Blogging with jupyter notebooks

Keywords: index page generation, markdown cell, search page, html generation, jupyter notebook, hugo, script, create, server, update, work. Powered by TextRank.

After I read Stephen Wolfram's very nerdy blog post about his productivity tools I was very intrigued by the idea that he was using Wolfram notebooks for almost everything he was producing. From documentation for his business to blog posts. The reason I find this a really cool idea is that you can include runnable in a post with it's output formatted as data frames or a mathplotlib graph. Jupyter is pretty flexible in the way it will allow you to produce output so you can go pretty wild like rendering your own SVG's etc.

Migration from hugo

I had been using hugo for a while now and everything I wrote was in markdown and Jupyter has built-in support for markdown. The only thing I needed to do was write a small python script that would embed the markdown files from hugo into jupyter notebooks (which are JSON and easy to understand). The only tricky part here was that hugo uses front matter to keep the metadata for posts while jupyter doesn't have such a feature. I ended up with creating a raw cell that holds this metadata and the second cell is the markdown cell that has the content.

Notebook to HTML

I had a couple of different options for generating the HTML from notebooks.

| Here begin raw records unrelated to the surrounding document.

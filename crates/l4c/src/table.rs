//! crates/l4c/src/table.rs
//! Slot table of live logger contexts.
//!
//! Callers never hold a context directly. [`ContextTable::open`] hands out a
//! [`LoggerHandle`], a slot index tagged with the slot's generation, and every
//! later call resolves it again. Clearing a slot bumps its generation, so a
//! handle that outlives its context (even one whose slot has since been
//! reused) resolves to nothing instead of to a stranger's destination.
//!
//! The table lock guards slot allocation, refcounts and handle resolution. It
//! is never held while a record is logged or a destination is opened;
//! contexts carry their own lock. Opens and final closes are serialized on a
//! second lock, so two openers of one shareable destination cannot both
//! create it and a reopen never races the teardown of its predecessor.

use std::fmt;
use std::sync::{Arc, Mutex, MutexGuard, PoisonError};
use std::time::Duration;

use tracing::debug;

use crate::clock::{Clock, SystemClock};
use crate::config::TableConfig;
use crate::context::{Emission, LoggerContext};
use crate::destination::Destination;
use crate::error::{Error, Result};
use crate::registry::MessageInfo;
use crate::severity::Severity;

/// Opaque reference to a live context in a [`ContextTable`].
#[derive(Clone, Copy, Debug, Eq, Hash, PartialEq)]
pub struct LoggerHandle {
    index: u32,
    generation: u32,
}

impl LoggerHandle {
    /// Slot index.
    pub const fn index(self) -> u32 {
        self.index
    }

    /// Generation of the slot when the handle was issued.
    pub const fn generation(self) -> u32 {
        self.generation
    }
}

impl fmt::Display for LoggerHandle {
    fn fmt(&self, f: &mut fmt::Formatter<'_>) -> fmt::Result {
        write!(f, "#{}.{}", self.index, self.generation)
    }
}

#[derive(Debug)]
struct Entry {
    refs: usize,
    context: Arc<LoggerContext>,
}

#[derive(Debug, Default)]
struct Slot {
    generation: u32,
    entry: Option<Entry>,
}

/// Process-local registry of logger contexts.
///
/// # Examples
///
/// ```
/// use l4c::{ContextTable, Destination};
///
/// let table = ContextTable::new();
/// let first = table.open(Destination::Stderr)?;
/// let second = table.open(Destination::Stderr)?;
/// assert_eq!(first, second);
/// assert_eq!(table.live_contexts(), 1);
///
/// table.close(first)?;
/// table.close(second)?;
/// assert!(table.get(first).is_none());
/// # Ok::<(), l4c::Error>(())
/// ```
#[derive(Debug)]
pub struct ContextTable {
    config: TableConfig,
    clock: Arc<dyn Clock>,
    slots: Mutex<Vec<Slot>>,
    lifecycle: Mutex<()>,
}

impl Default for ContextTable {
    fn default() -> Self {
        Self::new()
    }
}

impl ContextTable {
    /// Creates a table with default sizing and the system clock.
    pub fn new() -> Self {
        Self::with_config(TableConfig::default(), Arc::new(SystemClock))
    }

    /// Creates a table with explicit sizing and time source.
    pub fn with_config(config: TableConfig, clock: Arc<dyn Clock>) -> Self {
        Self {
            config,
            clock,
            slots: Mutex::new(Vec::new()),
            lifecycle: Mutex::new(()),
        }
    }

    /// Sizing applied to new contexts.
    pub const fn config(&self) -> &TableConfig {
        &self.config
    }

    fn slots(&self) -> MutexGuard<'_, Vec<Slot>> {
        self.slots.lock().unwrap_or_else(PoisonError::into_inner)
    }

    fn lifecycle(&self) -> MutexGuard<'_, ()> {
        self.lifecycle.lock().unwrap_or_else(PoisonError::into_inner)
    }

    /// Opens `destination`, reusing a live context when it is shareable.
    ///
    /// Standard streams are always shared. A file destination is reused only
    /// when both the live context and this request are marked shared and
    /// their normalized paths agree.
    pub fn open(&self, destination: Destination) -> Result<LoggerHandle> {
        if let Destination::File(options) = &destination
            && !options.path.is_absolute()
        {
            return Err(Error::RelativePath(options.path.clone()));
        }

        let _lifecycle = self.lifecycle();
        {
            let mut slots = self.slots();
            if destination.is_shareable()
                && let Some(handle) = reuse(&mut slots, &destination)
            {
                return Ok(handle);
            }
            if !slots.iter().any(|slot| slot.entry.is_none())
                && slots.len() >= self.config.max_contexts
            {
                return Err(Error::TableExhausted(self.config.max_contexts));
            }
        }

        let kind = destination.kind();
        let context = LoggerContext::open(destination, &self.config, Arc::clone(&self.clock))?;

        let mut slots = self.slots();
        let index = match slots.iter().position(|slot| slot.entry.is_none()) {
            Some(index) => index,
            None => {
                slots.push(Slot::default());
                slots.len() - 1
            }
        };
        let slot = &mut slots[index];
        slot.entry = Some(Entry {
            refs: 1,
            context: Arc::new(context),
        });
        debug!(target: "l4c", index, ?kind, "opened logger context");
        Ok(handle(index, slot.generation))
    }

    /// Adds a reference to a live context.
    pub fn incref(&self, handle: LoggerHandle) -> Result<LoggerHandle> {
        let mut slots = self.slots();
        let entry = resolve_mut(&mut slots, handle).ok_or(Error::InvalidHandle(handle))?;
        entry.refs += 1;
        Ok(handle)
    }

    /// Drops a reference. The last one flushes and releases the destination.
    ///
    /// Errors from that final flush are returned, but the handle is invalid
    /// afterwards either way.
    pub fn close(&self, handle: LoggerHandle) -> Result<()> {
        let _lifecycle = self.lifecycle();
        let retired = {
            let mut slots = self.slots();
            let entry = resolve_mut(&mut slots, handle).ok_or(Error::InvalidHandle(handle))?;
            entry.refs -= 1;
            if entry.refs > 0 {
                return Ok(());
            }
            let slot = &mut slots[handle.index as usize];
            slot.generation = slot.generation.wrapping_add(1);
            slot.entry.take().map(|entry| entry.context)
        };

        match retired {
            Some(context) => {
                debug!(target: "l4c", %handle, "closing logger context");
                context.teardown()
            }
            None => Ok(()),
        }
    }

    /// Resolves `handle` to its context.
    pub fn get(&self, handle: LoggerHandle) -> Option<Arc<LoggerContext>> {
        let slots = self.slots();
        let slot = slots.get(handle.index as usize)?;
        if slot.generation != handle.generation {
            return None;
        }
        slot.entry.as_ref().map(|entry| Arc::clone(&entry.context))
    }

    fn context(&self, handle: LoggerHandle) -> Result<Arc<LoggerContext>> {
        self.get(handle).ok_or(Error::InvalidHandle(handle))
    }

    /// Number of live contexts.
    pub fn live_contexts(&self) -> usize {
        self.slots()
            .iter()
            .filter(|slot| slot.entry.is_some())
            .count()
    }

    /// Reference count of a live context.
    pub fn refcount(&self, handle: LoggerHandle) -> Option<usize> {
        let mut slots = self.slots();
        resolve_mut(&mut slots, handle).map(|entry| entry.refs)
    }

    /// Tears down every live context regardless of its refcount.
    ///
    /// Returns the first teardown error after attempting all of them.
    pub fn shutdown(&self) -> Result<()> {
        let retired: Vec<Arc<LoggerContext>> = {
            let mut slots = self.slots();
            slots
                .iter_mut()
                .filter_map(|slot| {
                    let entry = slot.entry.take()?;
                    slot.generation = slot.generation.wrapping_add(1);
                    Some(entry.context)
                })
                .collect()
        };

        let mut first_error = None;
        for context in retired {
            if let Err(error) = context.teardown() {
                tracing::warn!(target: "l4c", %error, "teardown failed during shutdown");
                first_error.get_or_insert(error);
            }
        }
        first_error.map_or(Ok(()), Err)
    }

    /// See [`LoggerContext::register_message`].
    pub fn register_message(
        &self,
        handle: LoggerHandle,
        id: usize,
        severity: Severity,
        name: &str,
    ) -> Result<()> {
        self.context(handle)?.register_message(id, severity, name)
    }

    /// See [`LoggerContext::set_level`].
    pub fn set_level(
        &self,
        handle: LoggerHandle,
        severity: Severity,
        prefix: Option<&str>,
    ) -> Result<usize> {
        Ok(self.context(handle)?.set_level(severity, prefix))
    }

    /// See [`LoggerContext::set_throttle`].
    pub fn set_throttle(
        &self,
        handle: LoggerHandle,
        threshold: Option<Duration>,
        prefix: Option<&str>,
    ) -> Result<usize> {
        Ok(self.context(handle)?.set_throttle(threshold, prefix))
    }

    /// See [`LoggerContext::set_buffer_size`].
    pub fn set_buffer_size(&self, handle: LoggerHandle, bytes: usize) -> Result<()> {
        self.context(handle)?.set_buffer_size(bytes)
    }

    /// See [`LoggerContext::emit`].
    pub fn emit(
        &self,
        handle: LoggerHandle,
        severity: Severity,
        id: usize,
        args: fmt::Arguments<'_>,
    ) -> Result<Emission> {
        self.context(handle)?.emit(severity, id, args)
    }

    /// See [`LoggerContext::emit_buffered`].
    pub fn emit_buffered(
        &self,
        handle: LoggerHandle,
        severity: Severity,
        id: usize,
        args: fmt::Arguments<'_>,
    ) -> Result<Emission> {
        self.context(handle)?.emit_buffered(severity, id, args)
    }

    /// See [`LoggerContext::flush`].
    pub fn flush(&self, handle: LoggerHandle) -> Result<bool> {
        self.context(handle)?.flush()
    }

    /// See [`LoggerContext::messages`].
    pub fn messages(&self, handle: LoggerHandle) -> Result<Vec<MessageInfo>> {
        Ok(self.context(handle)?.messages())
    }
}

impl Drop for ContextTable {
    fn drop(&mut self) {
        if let Err(error) = self.shutdown() {
            tracing::warn!(target: "l4c", %error, "logger table dropped with failing contexts");
        }
    }
}

#[allow(clippy::cast_possible_truncation)]
const fn handle(index: usize, generation: u32) -> LoggerHandle {
    LoggerHandle {
        index: index as u32,
        generation,
    }
}

/// Takes another reference on a live context matching `destination`.
fn reuse(slots: &mut [Slot], destination: &Destination) -> Option<LoggerHandle> {
    for (index, slot) in slots.iter_mut().enumerate() {
        let generation = slot.generation;
        if let Some(entry) = slot.entry.as_mut()
            && entry.context.matches(destination)
        {
            entry.refs += 1;
            return Some(handle(index, generation));
        }
    }
    None
}

fn resolve_mut(slots: &mut [Slot], handle: LoggerHandle) -> Option<&mut Entry> {
    let slot = slots.get_mut(handle.index as usize)?;
    if slot.generation != handle.generation {
        return None;
    }
    slot.entry.as_mut()
}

Use the built-in HTML generation.
Get the markdown and export it to hugo or another markdown parser for the HTML
Use a different notebook viewer

The built-in HTML generation is the easiest and most straight forward option but the resulting HTML was huge. A notebook with no image attachments was around 575Kb. I took a look at the templating system to see if I could optimize it but there was a lot of css compiled into the page and it looked pretty complicated so I didn't want to invest too much time into exploring this.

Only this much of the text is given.